North Norfolk MP Norman Lamb has joined the battle to get the dilapidated Station Road area of Hoveton back to its former glories.

North Norfolk district councillor Nigel Dixon led the calls in May this year when he spoke to the Evening News, but the situation has still not improved.

The street's most prominent building, the Broads Hotel, continues to resemble something more suitable to a war-torn city than a popular summer tourism village like Hoveton and Wroxham.

Broken glass surrounds the half-boarded windows of the building, the roof is fire damaged and the ransacked interior clearly indicates a popular site for anti-social behaviour. Along with three other boarded up buildings – formerly the Riverside Rooms and outbuildings of the King's Head pub – Station Road is unattractive for people when walking into the village from Hoveton and Wroxham railway station.

Mr Lamb was this week part of a group of influential local people to visit the area and set wheels in motion to get the ugly situation sorted. He said: 'Wroxham is a gateway to the Broads and is the village that anyone coming to the Broads sees when they come to the area. It is a really important location for giving people a good impression of the Broads.

'But the Station Road site is an absolute eyesore and the Broads Hotel is the worst of it all. Station Road looks disgraceful and this has gone on long enough, it is time it was sorted out.'

The site, as well as the boarded up cottage opposite, is owned by Norfolk county councillor for the Forehoe division Jon Herbert.

Mr Herbert took over the hotel in 2003 with his wife Valerie and planned to use the hotel's seven-room annex as holiday accommodation.
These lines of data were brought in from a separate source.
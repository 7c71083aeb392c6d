//! Entry workflow management for Balafon.
//!
//! This module implements the entry lifecycle state machine,
//! the approval threshold resolver and per-level approval records.
//!
//! # Modules
//!
//! - `types` - Workflow domain types (ApprovalStatus, ApprovalWorkflow, WorkflowAction)
//! - `error` - Workflow-specific error types
//! - `service` - State transition logic
//! - `approval` - Approval threshold resolution

pub mod approval;
pub mod error;
pub mod service;
pub mod types;

#[cfg(test)]
mod props;

pub use approval::{ApprovalPlan, ApprovalThresholdResolver, Threshold};
pub use error::WorkflowError;
pub use service::WorkflowService;
pub use types::{ApprovalStatus, ApprovalWorkflow, WorkflowAction};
In September 2007 plans for 17 two-bed and seven single-bedroom flats went before North Norfolk District Council, ranging between two and four storeys high and including 32 residents' parking spaces. Hoveton Parish Council opposed the proposal and a further 10 letters of objection were received by North Norfolk District Council's development control committee, which halted the plans.

Since then the building has been left to rot, but Mr Lamb, along with representatives from the Broads Authority, Visit England and North Norfolk District Council, have sent a letter to Mr Herbert and the owners of the other dilapidated buildings.